Each line that includes "physical" must be copied from the records.

* * *

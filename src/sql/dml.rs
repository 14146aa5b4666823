//! DML (Data Manipulation Language) support.
//!
//! Row writes against an index table are always bound: the statement text
//! depends only on the table schema, and each row contributes one bind map
//! covering every schema column.
//!
//! ```text
//! INSERT INTO T123 (ROW_ID, ROW_VERSION, _C1_) VALUES (:bRI, :bRV, :_C1_)
//!     ON DUPLICATE KEY UPDATE ROW_VERSION = VALUES(ROW_VERSION), _C1_ = VALUES(_C1_)
//! DELETE FROM T123 WHERE ROW_ID IN ( :bRI )
//! ```

use std::collections::BTreeMap;

use super::ddl::{SCHEMA_HASH_COLUMN, SINGLE_KEY_COLUMN};
use super::naming::{self, TableIndexType, ROW_ID, ROW_ID_BIND, ROW_VERSION, ROW_VERSION_BIND};
use super::token::{Token, TokenStream};
use crate::model::{ColumnModel, ColumnType, IdAndVersion, RowSet};
use crate::types::{encode_double, ColumnTypeInfo, DbValue, TypeError, TypeResult};

/// Bind name of the schema hash in the status upsert.
pub const SCHEMA_HASH_BIND: &str = "bSH";

/// Named bind values for one statement execution.
pub type BindMap = BTreeMap<String, DbValue>;

// ============================================================================
// INSERT
// ============================================================================

/// INSERT / REPLACE statement with one VALUES tuple.
#[derive(Debug, Clone)]
#[must_use = "DML statements have no effect until converted to SQL with to_sql()"]
pub struct Insert {
    pub table: String,
    pub replace: bool,
    pub columns: Vec<String>,
    pub values: Vec<Token>,
    /// Columns refreshed by `ON DUPLICATE KEY UPDATE`.
    pub on_duplicate_update: Vec<String>,
}

impl Insert {
    /// Create a new INSERT statement.
    pub fn into(table: impl Into<String>) -> Self {
        Self {
            table: table.into(),
            replace: false,
            columns: Vec::new(),
            values: Vec::new(),
            on_duplicate_update: Vec::new(),
        }
    }

    /// REPLACE INTO rather than INSERT INTO.
    pub fn replace(mut self) -> Self {
        self.replace = true;
        self
    }

    /// Add a column and its value token.
    pub fn value(mut self, column: impl Into<String>, value: Token) -> Self {
        self.columns.push(column.into());
        self.values.push(value);
        self
    }

    /// Add a column bound by name.
    pub fn bind(self, column: impl Into<String>, bind: impl Into<String>) -> Self {
        let bind = Token::Bind(bind.into());
        self.value(column, bind)
    }

    /// Refresh these columns on a primary key collision.
    pub fn on_duplicate_key_update(
        mut self,
        columns: impl IntoIterator<Item = impl Into<String>>,
    ) -> Self {
        self.on_duplicate_update = columns.into_iter().map(Into::into).collect();
        self
    }

    pub fn to_sql(&self) -> String {
        self.to_tokens().serialize()
    }

    pub fn to_tokens(&self) -> TokenStream {
        let mut ts = TokenStream::new();

        let verb = if self.replace {
            Token::Replace
        } else {
            Token::Insert
        };
        ts.push(verb)
            .space()
            .push(Token::Into)
            .space()
            .ident(self.table.clone())
            .space()
            .lparen();
        for (i, col) in self.columns.iter().enumerate() {
            if i > 0 {
                ts.comma().space();
            }
            ts.ident(col.clone());
        }
        ts.rparen().space().push(Token::Values).space().lparen();
        for (i, value) in self.values.iter().enumerate() {
            if i > 0 {
                ts.comma().space();
            }
            ts.push(value.clone());
        }
        ts.rparen();

        if !self.on_duplicate_update.is_empty() {
            ts.space()
                .push(Token::On)
                .space()
                .push(Token::Duplicate)
                .space()
                .push(Token::Key)
                .space()
                .push(Token::Update);
            for (i, col) in self.on_duplicate_update.iter().enumerate() {
                if i > 0 {
                    ts.comma();
                }
                ts.space()
                    .ident(col.clone())
                    .space()
                    .push(Token::Eq)
                    .space()
                    .push(Token::Values)
                    .lparen()
                    .ident(col.clone())
                    .rparen();
            }
        }

        ts
    }
}

// ============================================================================
// DELETE
// ============================================================================

/// `DELETE FROM <table> WHERE <column> IN ( :<bind> )`
#[derive(Debug, Clone)]
#[must_use = "DML statements have no effect until converted to SQL with to_sql()"]
pub struct Delete {
    pub table: String,
    pub column: String,
    pub bind: String,
}

impl Delete {
    pub fn from(table: impl Into<String>) -> Self {
        Self {
            table: table.into(),
            column: ROW_ID.to_string(),
            bind: ROW_ID_BIND.to_string(),
        }
    }

    pub fn to_sql(&self) -> String {
        let mut ts = TokenStream::new();
        ts.push(Token::Delete)
            .space()
            .push(Token::From)
            .space()
            .ident(self.table.clone())
            .space()
            .push(Token::Where)
            .space()
            .ident(self.column.clone())
            .space()
            .push(Token::In)
            .space()
            .lparen()
            .space()
            .push(Token::Bind(self.bind.clone()))
            .space()
            .rparen();
        ts.serialize()
    }
}

// ============================================================================
// Row statements
// ============================================================================

/// Upsert writing every column of `schema`.
///
/// Columns a row set leaves out are bound to their default, so an update
/// never keeps a stale value.
pub fn upsert_rows_sql(schema: &[ColumnModel], id: &IdAndVersion) -> String {
    let physical: Vec<String> = schema.iter().flat_map(naming::physical_names).collect();
    let mut insert = Insert::into(naming::index_table_name(id))
        .bind(ROW_ID, ROW_ID_BIND)
        .bind(ROW_VERSION, ROW_VERSION_BIND);
    for name in &physical {
        insert = insert.bind(name.clone(), name.clone());
    }
    let mut refreshed = vec![ROW_VERSION.to_string()];
    refreshed.extend(physical);
    insert.on_duplicate_key_update(refreshed).to_sql()
}

pub fn delete_rows_sql(id: &IdAndVersion) -> String {
    Delete::from(naming::index_table_name(id)).to_sql()
}

/// `REPLACE INTO T<id>S (...) VALUES ('', :bRV, :bSH)`
pub fn upsert_status_sql(id: &IdAndVersion) -> String {
    Insert::into(naming::table_name(id, TableIndexType::Status))
        .replace()
        .value(SINGLE_KEY_COLUMN, Token::LitString(String::new()))
        .bind(ROW_VERSION, ROW_VERSION_BIND)
        .bind(SCHEMA_HASH_COLUMN, SCHEMA_HASH_BIND)
        .to_sql()
}

pub fn status_binds(version: i64, schema_hash: &str) -> BindMap {
    BindMap::from([
        (ROW_VERSION_BIND.to_string(), DbValue::Long(version)),
        (
            SCHEMA_HASH_BIND.to_string(),
            DbValue::Text(schema_hash.to_string()),
        ),
    ])
}

/// Bind maps for a row set, split into upserts and deletions.
#[derive(Debug, Clone, Default, PartialEq)]
pub struct RowBinds {
    pub upserts: Vec<BindMap>,
    pub deleted_row_ids: Vec<i64>,
}

impl RowBinds {
    /// Single bind map for [`delete_rows_sql`], `None` when nothing is deleted.
    pub fn delete_binds(&self) -> Option<BindMap> {
        if self.deleted_row_ids.is_empty() {
            return None;
        }
        Some(BindMap::from([(
            ROW_ID_BIND.to_string(),
            DbValue::LongList(self.deleted_row_ids.clone()),
        )]))
    }
}

/// Convert every row through its column's write parser.
///
/// Binds cover the whole table `schema`. A schema column missing from the
/// row set's headers takes its parsed default, or NULL without one.
/// Header columns outside the schema are ignored.
pub fn row_binds(row_set: &RowSet, schema: &[ColumnModel]) -> TypeResult<RowBinds> {
    let mut binds = RowBinds::default();
    let positions: Vec<Option<usize>> = schema
        .iter()
        .map(|model| row_set.headers.iter().position(|h| h.id == model.id))
        .collect();

    for row in &row_set.rows {
        let Some(values) = &row.values else {
            binds.deleted_row_ids.push(row.row_id);
            continue;
        };
        if values.len() != row_set.headers.len() {
            return Err(TypeError::RowWidth {
                row_id: row.row_id,
                expected: row_set.headers.len(),
                actual: values.len(),
            });
        }

        let mut map = BindMap::new();
        map.insert(ROW_ID_BIND.to_string(), DbValue::Long(row.row_id));
        map.insert(ROW_VERSION_BIND.to_string(), DbValue::Long(row.version_number));
        for (model, position) in schema.iter().zip(&positions) {
            let text = match position {
                Some(i) => values.get(*i).and_then(|v| v.as_deref()),
                None => model.default_value.as_deref(),
            };
            bind_column(&mut map, model, text)?;
        }
        binds.upserts.push(map);
    }
    Ok(binds)
}

/// Parse `text` for `model` and bind it, splitting doubles into value and
/// shadow tag.
fn bind_column(map: &mut BindMap, model: &ColumnModel, text: Option<&str>) -> TypeResult<()> {
    let parsed = match text {
        Some(text) => ColumnTypeInfo::for_type(model.column_type).parse_for_write(text, model.max_size)?,
        None => DbValue::Null,
    };
    let column = naming::column_name(model.id);
    if model.column_type == ColumnType::Double {
        let (stored, tag) = match parsed {
            DbValue::Double(d) => encode_double(d),
            other => (other, None),
        };
        let shadow = tag
            .map(|t| DbValue::Text(t.as_str().to_string()))
            .unwrap_or(DbValue::Null);
        map.insert(column, stored);
        map.insert(naming::double_shadow_name(model.id), shadow);
    } else {
        map.insert(column, parsed);
    }
    Ok(())
}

* * *

# [THE ANSWER]
    let physical: Vec<String> = schema.iter().flat_map(naming::physical_names).collect();
    for name in &physical {
    refreshed.extend(physical);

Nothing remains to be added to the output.